> TASK TO CARRY OUT:
Determine how many lines in the records hold "collects", then give that number by itself.

> WORKING DATA:
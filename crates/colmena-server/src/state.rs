//! Shared application state.

use crate::middleware::cors::CorsHeaders;
use anyhow::Context;
use colmena_auth::{Authenticator, CredentialStore, GoTrueClient};
use colmena_core::{ColmenaConfig, IdentityConfig};
use std::sync::Arc;

/// Immutable after startup; cloned into every request.
#[derive(Clone)]
pub struct AppState {
    inner: Arc<AppStateInner>,
}

struct AppStateInner {
    authenticator: Authenticator,
    cors: CorsHeaders,
}

impl AppState {
    pub fn new(authenticator: Authenticator, cors: CorsHeaders) -> Self {
        Self {
            inner: Arc::new(AppStateInner {
                authenticator,
                cors,
            }),
        }
    }

    /// State backed by an arbitrary credential store, with default CORS headers.
    pub fn with_store(store: Arc<dyn CredentialStore>, identity: IdentityConfig) -> Self {
        Self::new(Authenticator::new(store, identity), CorsHeaders::default())
    }

    /// Build the production state: resolve the credential store settings and
    /// connect the GoTrue client.
    pub fn from_config(config: &ColmenaConfig) -> anyhow::Result<Self> {
        let settings = config
            .credential_store
            .resolve()
            .context("credential store is not configured")?;
        let client = GoTrueClient::new(&settings)?;
        tracing::info!(base_url = %client.base_url(), "using credential store");

        let cors = CorsHeaders::from_config(&config.cors)?;
        let authenticator = Authenticator::new(Arc::new(client), config.identity.clone());
        Ok(Self::new(authenticator, cors))
    }

    pub fn authenticator(&self) -> &Authenticator {
        &self.inner.authenticator
    }

    pub fn cors(&self) -> &CorsHeaders {
        &self.inner.cors
    }
}
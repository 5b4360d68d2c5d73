//! Route table.

use crate::handlers;
use crate::middleware::{auth::require_principal, cors::apply_cors};
use crate::state::AppState;
use axum::{
    Router, middleware,
    routing::{MethodRouter, get},
};
use tower_http::trace::TraceLayer;

/// Routes that require an authenticated caller.
///
/// Each entry is a path plus the methods it serves. Authentication is layered
/// onto the method endpoints only, so a request with an unsupported method is
/// answered with 405 before any token is looked at.
#[derive(Default)]
pub struct ProtectedRoutes {
    routes: Vec<(String, MethodRouter<AppState>)>,
}

impl ProtectedRoutes {
    pub fn new() -> Self {
        Self::default()
    }

    /// Add a route. `methods` must serve at least one method.
    pub fn route(mut self, path: &str, methods: MethodRouter<AppState>) -> Self {
        self.routes.push((path.to_string(), methods));
        self
    }

    fn mount(self, mut router: Router<AppState>, state: &AppState) -> Router<AppState> {
        for (path, methods) in self.routes {
            let methods = methods
                .route_layer(middleware::from_fn_with_state(state.clone(), require_principal))
                .fallback(handlers::method_not_allowed);
            router = router.route(&path, methods);
        }
        router
    }
}

/// Create the API router with only the built-in routes.
pub fn create_router(state: AppState) -> Router {
    create_router_with(state, ProtectedRoutes::new())
}

/// Create the API router, mounting `protected` behind [`require_principal`].
///
/// Handlers in `protected` can read the caller's
/// [`Principal`](colmena_core::Principal) from the request extensions or via
/// [`CurrentPrincipal`](crate::CurrentPrincipal).
pub fn create_router_with(state: AppState, protected: ProtectedRoutes) -> Router {
    let router = Router::new()
        .route(
            "/healthz",
            get(handlers::healthz).fallback(handlers::method_not_allowed),
        )
        .route(
            "/api/auth/me",
            get(handlers::me).fallback(handlers::method_not_allowed),
        );

    protected
        .mount(router, &state)
        .fallback(handlers::not_found)
        .layer(middleware::from_fn_with_state(state.clone(), apply_cors))
        .layer(TraceLayer::new_for_http())
        .with_state(state)
}
//! In-process credential store for tests and local development.

use crate::error::StoreError;
use crate::store::CredentialStore;
use async_trait::async_trait;
use colmena_core::IdentityRecord;
use std::collections::HashMap;
use std::sync::atomic::{AtomicUsize, Ordering};

/// Fixed token table. Unknown tokens are rejected with HTTP 401 semantics.
#[derive(Debug, Default)]
pub struct InMemoryCredentialStore {
    users: HashMap<String, IdentityRecord>,
    unavailable: bool,
    calls: AtomicUsize,
}

impl InMemoryCredentialStore {
    pub fn new() -> Self {
        Self::default()
    }

    /// Accept `token` as a credential for `identity`.
    pub fn with_user(mut self, token: impl Into<String>, identity: IdentityRecord) -> Self {
        self.users.insert(token.into(), identity);
        self
    }

    /// Make every lookup fail as if the store could not be reached.
    pub fn unavailable(mut self) -> Self {
        self.unavailable = true;
        self
    }

    /// Number of lookups served so far.
    pub fn calls(&self) -> usize {
        self.calls.load(Ordering::SeqCst)
    }
}

#[async_trait]
impl CredentialStore for InMemoryCredentialStore {
    async fn get_user(&self, access_token: &str) -> Result<IdentityRecord, StoreError> {
        self.calls.fetch_add(1, Ordering::SeqCst);
        if self.unavailable {
            return Err(StoreError::Unavailable("store offline".to_string()));
        }
        self.users
            .get(access_token)
            .cloned()
            .ok_or(StoreError::Rejected { status: 401 })
    }
}
//! Request handlers.

use crate::error::ApiError;
use crate::extract::CurrentPrincipal;
use axum::Json;
use colmena_core::{Principal, Role};
use serde::{Deserialize, Serialize};
use serde_json::json;

/// Body of a successful authentication check.
#[derive(Debug, Clone, PartialEq, Eq, Serialize, Deserialize)]
pub struct MeResponse {
    pub id: String,
    pub email: String,
    pub role: Role,
    pub first_name: String,
    pub last_name: String,
}

impl From<Principal> for MeResponse {
    fn from(p: Principal) -> Self {
        Self {
            id: p.id,
            email: p.email,
            role: p.role,
            first_name: p.first_name,
            last_name: p.last_name,
        }
    }
}

/// `GET /api/auth/me`
pub async fn me(CurrentPrincipal(principal): CurrentPrincipal) -> Json<MeResponse> {
    tracing::debug!(user_id = %principal.id, "authentication check passed");
    Json(principal.into())
}

/// `GET /healthz`
pub async fn healthz() -> Json<serde_json::Value> {
    Json(json!({ "ok": true, "service": "colmena-server" }))
}

pub async fn method_not_allowed() -> ApiError {
    ApiError::MethodNotAllowed
}

pub async fn not_found() -> ApiError {
    ApiError::NotFound
}
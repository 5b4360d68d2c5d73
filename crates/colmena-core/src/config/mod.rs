//! Configuration types for the La Colmena API.
//!
//! Configuration is read from a single TOML file (`colmena.toml` by default)
//! once at process start and then passed by reference to every component.
//! Secrets are normally indirected through environment variables named in the
//! file rather than written into it.
//!
//! # Lookup order for the file
//!
//! 1. An explicit path (`--config`)
//! 2. The `COLMENA_CONFIG` environment variable
//! 3. `colmena.toml` in the working directory, if present
//! 4. Built-in defaults

pub mod credential_store;
pub mod identity;

use serde::{Deserialize, Serialize};
use std::fs;
use std::path::{Path, PathBuf};
use thiserror::Error;

pub use credential_store::{CredentialStoreConfig, ResolvedCredentialStore};
pub use identity::{IdentityConfig, MissingRolePolicy};

/// Environment variable naming the configuration file.
pub const CONFIG_PATH_ENV: &str = "COLMENA_CONFIG";

/// Configuration file looked up in the working directory.
pub const DEFAULT_CONFIG_FILE: &str = "colmena.toml";

/// Errors raised while loading or resolving configuration.
#[derive(Debug, Error)]
pub enum ConfigError {
    /// The configuration file could not be read.
    #[error("failed to read config file {path}: {source}")]
    Read {
        path: PathBuf,
        #[source]
        source: std::io::Error,
    },

    /// The configuration file is not valid TOML for this schema.
    #[error("failed to parse config file {path}: {source}")]
    Parse {
        path: PathBuf,
        #[source]
        source: toml::de::Error,
    },

    /// A required setting is neither in the file nor in its environment variable.
    #[error("missing required setting `{setting}` (set it in the config file or via ${env})")]
    MissingSetting { setting: &'static str, env: String },

    /// A setting has a value that cannot be used.
    #[error("invalid setting `{setting}`: {reason}")]
    Invalid { setting: &'static str, reason: String },
}

/// Complete process configuration.
#[derive(Debug, Clone, Default, Serialize, Deserialize)]
pub struct ColmenaConfig {
    #[serde(default)]
    pub server: ServerConfig,

    /// External identity service.
    #[serde(default)]
    pub credential_store: CredentialStoreConfig,

    /// How verified identities become principals.
    #[serde(default)]
    pub identity: IdentityConfig,

    #[serde(default)]
    pub cors: CorsConfig,

    #[serde(default)]
    pub observability: ObservabilityConfig,
}

impl ColmenaConfig {
    /// Parse configuration from TOML text.
    pub fn from_toml_str(raw: &str, origin: &Path) -> Result<Self, ConfigError> {
        toml::from_str(raw).map_err(|source| ConfigError::Parse {
            path: origin.to_path_buf(),
            source,
        })
    }

    /// Read and parse a configuration file.
    pub fn from_file(path: &Path) -> Result<Self, ConfigError> {
        let raw = fs::read_to_string(path).map_err(|source| ConfigError::Read {
            path: path.to_path_buf(),
            source,
        })?;
        Self::from_toml_str(&raw, path)
    }

    /// Load configuration following the documented lookup order.
    pub fn load(explicit: Option<&Path>) -> Result<Self, ConfigError> {
        match config_path(explicit) {
            Some(path) => Self::from_file(&path),
            None => Ok(Self::default()),
        }
    }
}

fn config_path(explicit: Option<&Path>) -> Option<PathBuf> {
    if let Some(p) = explicit {
        return Some(p.to_path_buf());
    }
    if let Ok(p) = std::env::var(CONFIG_PATH_ENV) {
        if !p.trim().is_empty() {
            return Some(PathBuf::from(p));
        }
    }
    let local = PathBuf::from(DEFAULT_CONFIG_FILE);
    local.exists().then_some(local)
}

/// HTTP listener settings.
#[derive(Debug, Clone, Serialize, Deserialize)]
pub struct ServerConfig {
    /// Bind address, e.g. "0.0.0.0:3001"
    #[serde(default = "default_bind")]
    pub bind: String,
}

fn default_bind() -> String {
    "0.0.0.0:3001".to_string()
}

impl Default for ServerConfig {
    fn default() -> Self {
        Self {
            bind: default_bind(),
        }
    }
}

/// Cross-origin headers attached to every response.
#[derive(Debug, Clone, Serialize, Deserialize)]
pub struct CorsConfig {
    /// Value of `Access-Control-Allow-Origin`.
    #[serde(default = "default_allow_origin")]
    pub allow_origin: String,

    /// Whether to send `Access-Control-Allow-Credentials: true`.
    #[serde(default = "default_true")]
    pub allow_credentials: bool,
}

fn default_allow_origin() -> String {
    "*".to_string()
}

impl Default for CorsConfig {
    fn default() -> Self {
        Self {
            allow_origin: default_allow_origin(),
            allow_credentials: true,
        }
    }
}

/// Logging configuration.
#[derive(Debug, Clone, Serialize, Deserialize)]
pub struct ObservabilityConfig {
    /// `tracing` filter directive used when `RUST_LOG` is not set.
    #[serde(default = "default_log_filter")]
    pub log_filter: String,
}

fn default_log_filter() -> String {
    "info".to_string()
}

impl Default for ObservabilityConfig {
    fn default() -> Self {
        Self {
            log_filter: default_log_filter(),
        }
    }
}

fn default_true() -> bool {
    true
}
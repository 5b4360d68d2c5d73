pub mod check;
pub mod login;
pub mod reset_password;
pub mod serve;

use anyhow::Context;
use colmena_auth::GoTrueClient;
use colmena_core::ColmenaConfig;

/// Build the credential store client, failing fast when it is not configured.
pub fn store_client(config: &ColmenaConfig) -> anyhow::Result<GoTrueClient> {
    let settings = config
        .credential_store
        .resolve()
        .context("credential store is not configured")?;
    Ok(GoTrueClient::new(&settings)?)
}
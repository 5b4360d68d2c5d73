use crate::error::ApiError;
use crate::state::AppState;
use axum::{
    extract::{Request, State},
    http::header::AUTHORIZATION,
    middleware::Next,
    response::Response,
};

/// Authenticate once and attach the [`Principal`](colmena_core::Principal) to
/// the request extensions.
///
/// Mounted per method endpoint by [`ProtectedRoutes`](crate::ProtectedRoutes),
/// so it only runs once a handler has matched.
pub async fn require_principal(
    State(state): State<AppState>,
    mut req: Request,
    next: Next,
) -> Result<Response, ApiError> {
    let authorization = req
        .headers()
        .get(AUTHORIZATION)
        .and_then(|h| h.to_str().ok())
        .map(str::to_owned);

    let principal = state
        .authenticator()
        .authenticate(authorization.as_deref())
        .await?;

    tracing::debug!(user_id = %principal.id, role = %principal.role, "request authenticated");
    req.extensions_mut().insert(principal);

    Ok(next.run(req).await)
}
//! `colmena serve` - run the HTTP API server.

use colmena_core::ColmenaConfig;

pub async fn run(config: &ColmenaConfig) -> anyhow::Result<()> {
    colmena_server::run(config).await
}
//! Bearer token verification against the credential store.

use crate::error::AuthError;
use crate::store::CredentialStore;
use colmena_core::IdentityRecord;
use std::sync::Arc;

/// Extract the token from an `Authorization` header value.
///
/// Only the `Bearer` scheme is accepted (case-insensitive). Anything else,
/// including an empty token, counts as no token at all.
pub fn bearer_token(header: Option<&str>) -> Option<&str> {
    let value = header?.trim();
    let (scheme, rest) = value.split_once(char::is_whitespace)?;
    if !scheme.eq_ignore_ascii_case("bearer") {
        return None;
    }
    let token = rest.trim();
    (!token.is_empty()).then_some(token)
}

/// Confirms a bearer token with the credential store.
#[derive(Clone)]
pub struct TokenVerifier {
    store: Arc<dyn CredentialStore>,
}

impl TokenVerifier {
    pub fn new(store: Arc<dyn CredentialStore>) -> Self {
        Self { store }
    }

    /// Verify `token` and return the identity it belongs to.
    ///
    /// An absent token fails without contacting the store. A present token
    /// costs exactly one store call; there is no retry.
    pub async fn verify(&self, token: Option<&str>) -> Result<IdentityRecord, AuthError> {
        let token = token.ok_or(AuthError::MissingToken)?;

        match self.store.get_user(token).await {
            Ok(identity) => {
                tracing::debug!(user_id = %identity.id, "bearer token verified");
                Ok(identity)
            }
            Err(err) if err.rejects_token() => {
                tracing::warn!(error = %err, "bearer token rejected");
                Err(err.into())
            }
            Err(err) => {
                tracing::error!(error = %err, "credential store call failed");
                Err(err.into())
            }
        }
    }
}
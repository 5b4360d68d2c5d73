//! `colmena login` - sign in and resolve the principal the API would see.
//!
//! The issued token goes through the same verifier and enrichment as a
//! request to `/api/auth/me`.

use super::store_client;
use anyhow::Context;
use colmena_auth::Authenticator;
use colmena_core::ColmenaConfig;
use std::sync::Arc;

pub async fn run(config: &ColmenaConfig, email: &str, password: &str) -> anyhow::Result<()> {
    let client = store_client(config)?;

    let session = client
        .sign_in_with_password(email, password)
        .await
        .with_context(|| format!("sign-in failed for {email}"))?;
    println!("  ✓ signed in (token expires in {}s)", session.expires_in.unwrap_or_default());

    let authenticator = Authenticator::new(Arc::new(client), config.identity.clone());
    let principal = authenticator
        .authenticate_token(Some(session.access_token.as_str()))
        .await
        .context("issued token did not verify")?;

    println!("{}", serde_json::to_string_pretty(&principal)?);
    Ok(())
}
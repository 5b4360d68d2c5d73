//! Verification and enrichment in one call.

use crate::enrichment::IdentityEnricher;
use crate::error::AuthError;
use crate::store::CredentialStore;
use crate::verifier::{TokenVerifier, bearer_token};
use colmena_core::{IdentityConfig, Principal};
use std::sync::Arc;

/// Resolves an `Authorization` header to a [`Principal`].
///
/// Cheap to clone; holds no per-request state.
#[derive(Clone)]
pub struct Authenticator {
    verifier: TokenVerifier,
    enricher: Arc<IdentityEnricher>,
}

impl Authenticator {
    pub fn new(store: Arc<dyn CredentialStore>, identity: IdentityConfig) -> Self {
        Self {
            verifier: TokenVerifier::new(store),
            enricher: Arc::new(IdentityEnricher::new(identity)),
        }
    }

    /// Authenticate from the raw `Authorization` header value.
    pub async fn authenticate(&self, authorization: Option<&str>) -> Result<Principal, AuthError> {
        self.authenticate_token(bearer_token(authorization)).await
    }

    /// Authenticate an already extracted bearer token.
    pub async fn authenticate_token(&self, token: Option<&str>) -> Result<Principal, AuthError> {
        let identity = self.verifier.verify(token).await?;
        self.enricher.enrich(identity)
    }
}
//! The credential store seam.

use crate::error::StoreError;
use async_trait::async_trait;
use colmena_core::IdentityRecord;

/// External service that issues and validates bearer tokens.
///
/// Implementations must not cache: each call asks the store whether the token
/// is valid right now.
#[async_trait]
pub trait CredentialStore: Send + Sync {
    /// Resolve `access_token` to the identity it was issued for.
    ///
    /// Returns [`StoreError::Rejected`] when the store does not accept the
    /// token, and an upstream error when the store could not be asked.
    async fn get_user(&self, access_token: &str) -> Result<IdentityRecord, StoreError>;
}
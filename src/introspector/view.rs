use super::method::{MethodIntrospector, MethodTarget};
use crate::docstring;
use crate::error::{Error, Result};
use crate::handler::{ActionMap, Callback, Handler, HandlerKind};
use crate::marker_block::MarkerBlock;
use crate::operation::Operation;
use crate::route_tree::Endpoint;
use log::debug;

/// Enumerates the documented methods of one handler.
pub struct ViewIntrospector<'a> {
    callback: &'a Callback,
    handler: &'a dyn Handler,
    path: &'a str,
    hide_hidden_methods: bool,
}

impl<'a> ViewIntrospector<'a> {
    /// Introspector over every method of the callback's handler. Returns `None` for
    /// callbacks that wrap no handler.
    pub fn new(callback: &'a Callback, path: &'a str) -> Option<Self> {
        let handler = callback.handler()?;
        Some(Self {
            callback,
            handler: handler.as_ref(),
            path,
            hide_hidden_methods: false,
        })
    }

    /// Introspector used for documentation collection: methods whose structured block
    /// sets `hidden_method` are skipped.
    pub fn for_endpoint(endpoint: &'a Endpoint) -> Self {
        Self {
            callback: &endpoint.callback,
            handler: endpoint.handler.as_ref(),
            path: &endpoint.path,
            hide_hidden_methods: true,
        }
    }

    pub fn hiding_hidden_methods(mut self, hide: bool) -> Self {
        self.hide_hidden_methods = hide;
        self
    }

    pub fn handler(&self) -> &'a dyn Handler {
        self.handler
    }

    pub fn kind(&self) -> HandlerKind {
        self.handler.kind()
    }

    /// First sentence of the first line of the handler's class docstring
    pub fn description(&self) -> String {
        docstring::short_description(self.handler.docstring())
    }

    /// Structured block of the class docstring
    pub fn marker_block(&self) -> MarkerBlock {
        MarkerBlock::parse(self.handler.docstring())
    }

    /// Lazily enumerate method introspectors.
    ///
    /// # Errors
    ///
    /// Returns [`Error::UnsupportedHandler`] for a dispatch handler whose callback does
    /// not expose an action map.
    pub fn methods(&self) -> Result<Box<dyn Iterator<Item = MethodIntrospector<'a>> + 'a>> {
        let handler = self.handler;
        let path = self.path;

        let targets: Box<dyn Iterator<Item = MethodTarget> + 'a> = match handler.kind() {
            HandlerKind::Simple => Box::new(
                handler
                    .allowed_methods()
                    .into_iter()
                    .map(MethodTarget::Simple),
            ),
            HandlerKind::Dispatch => {
                let actions = self.action_map()?;
                Box::new(actions.iter().map(|(http_method, action)| MethodTarget::Dispatch {
                    http_method: *http_method,
                    action: action.clone(),
                }))
            }
        };

        let hide = self.hide_hidden_methods;
        Ok(Box::new(
            targets
                .map(move |target| MethodIntrospector::new(handler, path, target))
                .filter(move |method| {
                    if hide && method.marker_block().is_hidden_method() {
                        debug!(
                            "Hiding {} {} of {}",
                            method.http_method(),
                            path,
                            handler.name()
                        );
                        return false;
                    }
                    true
                }),
        ))
    }

    /// Lazily build one operation per visible method
    pub fn operations(&self) -> Result<impl Iterator<Item = Operation> + 'a> {
        Ok(self.methods()?.map(|method| method.build()))
    }

    fn action_map(&self) -> Result<&'a ActionMap> {
        self.callback
            .action_map()
            .ok_or_else(|| Error::UnsupportedHandler {
                handler: self.handler.name().to_string(),
                path: self.path.to_string(),
            })
    }
}
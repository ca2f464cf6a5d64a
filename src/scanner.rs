use anyhow::Result;
use log::{debug, warn};
use std::path::{Path, PathBuf};
use walkdir::WalkDir;

/// Extensions recognised as route module files
const ROUTE_FILE_EXTENSIONS: [&str; 2] = ["yaml", "yml"];

/// File scanner locating route module files.
///
/// The `FileScanner` recursively walks a routes directory and collects every YAML file.
/// Hidden directories (those starting with `.`) and `target` are skipped.
///
/// # Example
///
/// ```no_run
/// use docstr_swagger::scanner::FileScanner;
/// use std::path::PathBuf;
///
/// let scanner = FileScanner::new(PathBuf::from("./routes"));
/// let result = scanner.scan().unwrap();
/// for file in &result.route_files {
///     println!("{} -> {}", file.module, file.path.display());
/// }
/// ```
pub struct FileScanner {
    root_path: PathBuf,
}

/// A discovered route module file.
#[derive(Debug, Clone, PartialEq, Eq)]
pub struct RouteFile {
    /// Dotted module name derived from the path relative to the root
    pub module: String,
    pub path: PathBuf,
}

/// Result of a directory scan.
pub struct ScanResult {
    /// Route module files, sorted by path
    pub route_files: Vec<RouteFile>,
    /// Warning messages for entries that could not be accessed
    pub warnings: Vec<String>,
}

impl FileScanner {
    pub fn new(root_path: PathBuf) -> Self {
        Self { root_path }
    }

    /// Walks the directory tree and collects all route module files.
    ///
    /// Inaccessible entries are logged and recorded as warnings; scanning continues.
    ///
    /// # Errors
    ///
    /// Returns an error if the root directory cannot be accessed.
    pub fn scan(&self) -> Result<ScanResult> {
        let mut route_files = Vec::new();
        let mut warnings = Vec::new();

        let walker = WalkDir::new(&self.root_path)
            .sort_by_file_name()
            .into_iter()
            .filter_entry(|e| {
                if e.path() == self.root_path {
                    return true;
                }

                let file_name = e.file_name().to_string_lossy();
                !file_name.starts_with('.') && file_name != "target"
            });

        for entry in walker {
            match entry {
                Ok(entry) => {
                    let path = entry.path();
                    if !path.is_file() || !is_route_file(path) {
                        continue;
                    }
                    match module_name(&self.root_path, path) {
                        Some(module) => {
                            debug!("Found route module {} at {}", module, path.display());
                            route_files.push(RouteFile {
                                module,
                                path: path.to_path_buf(),
                            });
                        }
                        None => {
                            let warning = format!("Cannot derive module name for {}", path.display());
                            warn!("{}", warning);
                            warnings.push(warning);
                        }
                    }
                }
                Err(e) => {
                    let warning = format!("Failed to access path: {}", e);
                    warn!("{}", warning);
                    warnings.push(warning);
                }
            }
        }

        Ok(ScanResult {
            route_files,
            warnings,
        })
    }
}

fn is_route_file(path: &Path) -> bool {
    path.extension()
        .and_then(|ext| ext.to_str())
        .map_or(false, |ext| ROUTE_FILE_EXTENSIONS.contains(&ext))
}

/// Dotted module name of `path` relative to `root`: `api/v1/urls.yaml` → `api.v1.urls`
pub fn module_name(root: &Path, path: &Path) -> Option<String> {
    let relative = path.strip_prefix(root).ok()?.with_extension("");
    let parts: Option<Vec<&str>> = relative
        .components()
        .map(|component| component.as_os_str().to_str())
        .collect();
    let parts = parts?;
    if parts.is_empty() {
        return None;
    }
    Some(parts.join("."))
}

> TASK OUTPUT:
2